(Beginning of Given information)
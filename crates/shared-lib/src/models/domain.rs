//! 领域类型
//!
//! 项目、反馈等实体共享的枚举定义。序列化格式统一为小写字符串，
//! 与前端/挂件提交的原始值保持一致。

use serde::{Deserialize, Serialize};
use std::fmt;
use std::str::FromStr;
use thiserror::Error;

/// 字符串无法转换为领域枚举时的错误
#[derive(Error, Debug, Clone, PartialEq, Eq)]
pub enum ParseDomainError {
    #[error("unknown feedback type: {0}")]
    FeedbackType(String),

    #[error("unknown sentiment: {0}")]
    Sentiment(String),
}

/// 反馈类型
#[derive(Debug, Clone, Copy, PartialEq, Eq, Hash, Serialize, Deserialize)]
#[serde(rename_all = "lowercase")]
pub enum FeedbackType {
    Bug,
    Feature,
    Other,
}

impl FeedbackType {
    /// 所有合法取值，顺序与界面上的 Tab 一致
    pub const ALL: [FeedbackType; 3] = [FeedbackType::Bug, FeedbackType::Feature, FeedbackType::Other];

    pub fn as_str(&self) -> &'static str {
        match self {
            FeedbackType::Bug => "bug",
            FeedbackType::Feature => "feature",
            FeedbackType::Other => "other",
        }
    }
}

impl fmt::Display for FeedbackType {
    fn fmt(&self, f: &mut fmt::Formatter<'_>) -> fmt::Result {
        f.write_str(self.as_str())
    }
}

/// 严格匹配，不做大小写转换：`"Bug"` 不是合法的反馈类型
impl FromStr for FeedbackType {
    type Err = ParseDomainError;

    fn from_str(s: &str) -> Result<Self, Self::Err> {
        match s {
            "bug" => Ok(FeedbackType::Bug),
            "feature" => Ok(FeedbackType::Feature),
            "other" => Ok(FeedbackType::Other),
            _ => Err(ParseDomainError::FeedbackType(s.to_string())),
        }
    }
}

/// 情感分析结果
#[derive(Debug, Clone, Copy, PartialEq, Eq, Hash, Serialize, Deserialize)]
#[serde(rename_all = "lowercase")]
pub enum Sentiment {
    Positive,
    Neutral,
    Negative,
}

impl Sentiment {
    pub fn as_str(&self) -> &'static str {
        match self {
            Sentiment::Positive => "positive",
            Sentiment::Neutral => "neutral",
            Sentiment::Negative => "negative",
        }
    }
}

impl fmt::Display for Sentiment {
    fn fmt(&self, f: &mut fmt::Formatter<'_>) -> fmt::Result {
        f.write_str(self.as_str())
    }
}

impl FromStr for Sentiment {
    type Err = ParseDomainError;

    fn from_str(s: &str) -> Result<Self, Self::Err> {
        match s {
            "positive" => Ok(Sentiment::Positive),
            "neutral" => Ok(Sentiment::Neutral),
            "negative" => Ok(Sentiment::Negative),
            _ => Err(ParseDomainError::Sentiment(s.to_string())),
        }
    }
}

/// 按类型过滤反馈
///
/// `all` 表示不过滤，其余取值与 [`FeedbackType`] 一一对应。
#[derive(Debug, Clone, Copy, PartialEq, Eq, Default)]
pub enum FeedbackFilter {
    #[default]
    All,
    Only(FeedbackType),
}

impl FeedbackFilter {
    pub fn matches(&self, feedback_type: FeedbackType) -> bool {
        match self {
            FeedbackFilter::All => true,
            FeedbackFilter::Only(t) => *t == feedback_type,
        }
    }
}

impl FromStr for FeedbackFilter {
    type Err = ParseDomainError;

    fn from_str(s: &str) -> Result<Self, Self::Err> {
        if s == "all" {
            return Ok(FeedbackFilter::All);
        }
        s.parse().map(FeedbackFilter::Only)
    }
}

impl From<FeedbackType> for FeedbackFilter {
    fn from(value: FeedbackType) -> Self {
        FeedbackFilter::Only(value)
    }
}
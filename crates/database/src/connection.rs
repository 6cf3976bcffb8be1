use crate::models::{Feedback, Project};
use crate::MemoryStore;
use chrono::{DateTime, TimeZone, Utc};
use shared_lib::{AppConfig, FeedbackType, Sentiment};
use std::sync::Arc;
use tracing::info;

/// 创建存储实例并按配置写入演示数据（一站式函数）
///
/// 存储实例在进程启动时创建一次，之后注入到各个服务中使用。
pub fn initialize_store(config: Arc<AppConfig>) -> MemoryStore {
    if !config.seed_demo_data {
        info!("🗄️ 内存存储创建成功（空数据）");
        return MemoryStore::new();
    }

    let projects = demo_projects();
    let feedback = demo_feedback();
    info!(
        "🗄️ 内存存储创建成功，已写入演示数据：{} 个项目，{} 条反馈",
        projects.len(),
        feedback.len()
    );

    MemoryStore::with_data(projects, feedback)
}

fn at(year: i32, month: u32, day: u32, hour: u32, min: u32) -> DateTime<Utc> {
    Utc.with_ymd_and_hms(year, month, day, hour, min, 0)
        .single()
        .unwrap_or_default()
}

fn demo_projects() -> Vec<Project> {
    vec![
        Project {
            id: "proj_1".to_string(),
            name: "PulseTrack App".to_string(),
            created_at: at(2023, 10, 26, 10, 0),
            project_key: "pk_live_xxxxxxxxxxxx1".to_string(),
        },
        Project {
            id: "proj_2".to_string(),
            name: "E-commerce Website".to_string(),
            created_at: at(2023, 11, 15, 14, 30),
            project_key: "pk_live_xxxxxxxxxxxx2".to_string(),
        },
    ]
}

fn demo_feedback() -> Vec<Feedback> {
    let item = |id: &str,
                project_id: &str,
                feedback_type: FeedbackType,
                comment: &str,
                created_at: DateTime<Utc>,
                labels: &[&str],
                sentiment: Option<Sentiment>| Feedback {
        id: id.to_string(),
        project_id: project_id.to_string(),
        feedback_type,
        comment: comment.to_string(),
        created_at,
        labels: labels.iter().map(|l| l.to_string()).collect(),
        sentiment,
    };

    vec![
        item(
            "fb_1",
            "proj_1",
            FeedbackType::Feature,
            "It would be great to have a dark mode for the dashboard. My eyes would appreciate it!",
            at(2023, 10, 27, 11, 0),
            &["ui", "dark-mode"],
            Some(Sentiment::Positive),
        ),
        item(
            "fb_2",
            "proj_1",
            FeedbackType::Bug,
            "The 'Create Project' button doesn't work on Firefox. Nothing happens when I click it.",
            at(2023, 10, 28, 9, 20),
            &["bug", "firefox"],
            Some(Sentiment::Negative),
        ),
        item(
            "fb_3",
            "proj_2",
            FeedbackType::Other,
            "The checkout process is very smooth and easy to understand. Good job!",
            at(2023, 11, 20, 18, 5),
            &["checkout", "ux"],
            Some(Sentiment::Positive),
        ),
        item(
            "fb_4",
            "proj_1",
            FeedbackType::Feature,
            "Can we get email notifications when new feedback is submitted?",
            at(2023, 10, 29, 16, 45),
            &["notifications"],
            Some(Sentiment::Neutral),
        ),
        item(
            "fb_5",
            "proj_2",
            FeedbackType::Bug,
            "Product images are not loading on the main page. I just see spinners.",
            at(2023, 11, 21, 12, 0),
            &[],
            None,
        ),
    ]
}
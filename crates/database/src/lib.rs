//! 数据存储模块
//!
//! 这个模块提供项目与反馈的存储抽象，以及当前使用的内存实现。
//!
//! 所有上层代码只依赖 [`FeedbackStoreTrait`]，后续替换为持久化存储时不需要修改业务层。

pub mod connection;
pub mod error;
pub mod models;
pub mod repositories;

pub use connection::initialize_store;
pub use error::DatabaseError;
pub use models::{Feedback, FeedbackCreate, LabelOutcome, Project, ProjectCreate};
pub use repositories::{memory::MemoryStore, traits::FeedbackStoreTrait};

/// 存储操作结果类型
pub type DatabaseResult<T> = Result<T, DatabaseError>;
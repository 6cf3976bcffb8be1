//! 挂件接口
//!
//! 嵌入脚本运行在用户的网站上，只知道项目公钥。

use crate::models::common::ActionReply;
use crate::models::extract::ActionJson;
use crate::models::feedback::{FeedbackInfo, WidgetFeedbackSubmit};
use crate::AppState;
use axum::extract::{Path, State};
use tracing::debug;

/// 挂件提交反馈
#[utoipa::path(post,
    path = "/widget/{project_key}/feedback",
    tag = "widget",
    params(("project_key" = String, Path, description = "项目公钥")),
    request_body = WidgetFeedbackSubmit,
    responses(
        (status = 200, description = "Feedback submitted", body = ActionReply<FeedbackInfo>),
        (status = 400, description = "Validation failed", body = ActionReply<FeedbackInfo>),
        (status = 404, description = "Unknown project key", body = ActionReply<FeedbackInfo>)
    )
)]
pub async fn submit_widget_feedback(
    State(state): State<AppState>,
    Path(project_key): Path<String>,
    ActionJson(feedback): ActionJson<WidgetFeedbackSubmit>,
) -> ActionReply<FeedbackInfo> {
    debug!("Widget feedback via {}", project_key);
    state.service.submit_widget_feedback(&project_key, feedback).await
}
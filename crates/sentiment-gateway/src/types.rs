//! 网关边界上的数据结构
//!
//! 请求只有一个变量：反馈文本；响应只有一个字段：情感标签（原始字符串，尚未校验）。

use crate::{GatewayError, GatewayResult};
use serde::{Deserialize, Serialize};
use shared_lib::Sentiment;

#[derive(Debug, Clone, Serialize, Deserialize, PartialEq, Eq)]
#[serde(rename_all = "camelCase")]
pub struct SentimentRequest {
    pub feedback_text: String,
}

#[derive(Debug, Clone, Serialize, Deserialize, PartialEq, Eq)]
pub struct SentimentResponse {
    pub sentiment: String,
}

impl SentimentResponse {
    /// 把模型返回的原始标签转换为 [`Sentiment`]
    ///
    /// 去掉首尾空白、引号、句号等非字母字符并转为小写后，必须恰好是三种标签之一。
    pub fn validate(&self) -> GatewayResult<Sentiment> {
        let normalized = self
            .sentiment
            .trim()
            .trim_matches(|c: char| !c.is_alphabetic())
            .to_lowercase();

        normalized
            .parse()
            .map_err(|_| GatewayError::UnexpectedLabel(self.sentiment.clone()))
    }
}

#[cfg(test)]
mod tests {
    use super::*;

    fn response(label: &str) -> SentimentResponse {
        SentimentResponse {
            sentiment: label.to_string(),
        }
    }

    #[test]
    fn accepts_labels_with_noise_around_them() {
        assert_eq!(response("negative").validate().unwrap(), Sentiment::Negative);
        assert_eq!(response(" Positive.\n").validate().unwrap(), Sentiment::Positive);
        assert_eq!(response("'neutral'").validate().unwrap(), Sentiment::Neutral);
    }

    #[test]
    fn rejects_out_of_vocabulary_labels() {
        let err = response("mixed").validate().unwrap_err();
        assert!(matches!(err, GatewayError::UnexpectedLabel(label) if label == "mixed"));

        assert!(response("The sentiment is negative").validate().is_err());
        assert!(response("").validate().is_err());
    }

    #[test]
    fn request_uses_camel_case_on_the_wire() {
        let json = serde_json::to_value(SentimentRequest {
            feedback_text: "hello".into(),
        })
        .unwrap();
        assert_eq!(json, serde_json::json!({ "feedbackText": "hello" }));
    }
}
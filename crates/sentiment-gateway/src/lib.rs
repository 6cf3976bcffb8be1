//! 情感分析网关模块
//!
//! 把反馈文本发送给外部的文本分类能力（大模型），拿回 positive / neutral / negative 三者之一。
//!
//! 网关本身不重试、不缓存；调用失败时返回 [`GatewayError`]，由调用方决定如何提示用户。
//! 上层只依赖 [`SentimentClassifierTrait`]，测试时可以替换为固定结果的实现。

pub mod client;
pub mod error;
pub mod traits;
pub mod types;

pub use client::LlmSentimentClassifier;
pub use error::{GatewayError, GatewayResult};
pub use traits::SentimentClassifierTrait;
pub use types::{SentimentRequest, SentimentResponse};
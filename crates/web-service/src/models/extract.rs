//! 修改操作的请求体提取器
//!
//! axum 自带的 [`axum::Json`] 在字段类型不对时直接返回纯文本的422，
//! 这里改为返回统一的 [`ActionReply`]：类型错误的字段放在 `fieldErrors` 中，HTTP状态码为400。
//!
//! 空请求体按 `{}` 处理，也不检查 `Content-Type`，挂件可以用 `text/plain` 提交以避免跨域预检。

use crate::models::common::{ActionReply, ActionStatus, FieldErrors};
use axum::body::Bytes;
use axum::extract::{FromRequest, Request};
use serde::de::DeserializeOwned;
use serde_json::{Map, Value};

const EXPECTED_STRING: &str = "Expected a string.";

/// 可以用 [`ActionJson`] 提取的请求体
pub trait ActionInput: DeserializeOwned {
    /// 校验失败时的提示信息
    const INVALID_MESSAGE: &'static str;

    /// 请求体中的字符串字段（使用请求体中的字段名）
    const STRING_FIELDS: &'static [&'static str];
}

/// 修改操作使用的JSON提取器，失败时返回 [`ActionReply`]
#[derive(Debug)]
pub struct ActionJson<T>(pub T);

impl<S, T> FromRequest<S> for ActionJson<T>
where
    S: Send + Sync,
    T: ActionInput,
{
    type Rejection = ActionReply<()>;

    async fn from_request(req: Request, state: &S) -> Result<Self, Self::Rejection> {
        let bytes = Bytes::from_request(req, state)
            .await
            .map_err(|rejection| ActionReply::failure(rejection.body_text(), ActionStatus::Invalid))?;

        parse_body(&bytes).map(ActionJson)
    }
}

/// 解析请求体
///
/// 字符串字段传了其他类型的值（数字、对象等）时整体失败，`null` 视为没有传。
pub fn parse_body<T: ActionInput>(bytes: &[u8]) -> Result<T, ActionReply<()>> {
    let value = if bytes.iter().all(u8::is_ascii_whitespace) {
        Value::Object(Map::new())
    } else {
        serde_json::from_slice(bytes)
            .map_err(|err| ActionReply::failure(format!("Invalid JSON body: {err}"), ActionStatus::Invalid))?
    };

    let Value::Object(fields) = value else {
        return Err(ActionReply::failure("Request body must be a JSON object.", ActionStatus::Invalid));
    };

    let errors: FieldErrors = T::STRING_FIELDS
        .iter()
        .filter(|name| matches!(fields.get(**name), Some(v) if !v.is_string() && !v.is_null()))
        .map(|name| (name.to_string(), vec![EXPECTED_STRING.to_string()]))
        .collect();
    if !errors.is_empty() {
        return Err(ActionReply::invalid_fields(T::INVALID_MESSAGE, errors));
    }

    serde_json::from_value(Value::Object(fields))
        .map_err(|err| ActionReply::invalid_fields(T::INVALID_MESSAGE, FieldErrors::from([("body".to_string(), vec![err.to_string()])])))
}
(End of Given information)
* _Problem_: If a line of the records includes the string "common", copy it out.

* _Written solution_:
use crate::models::common::ActionReply;
use crate::models::common::{ActionReply, ActionStatus, FieldErrors};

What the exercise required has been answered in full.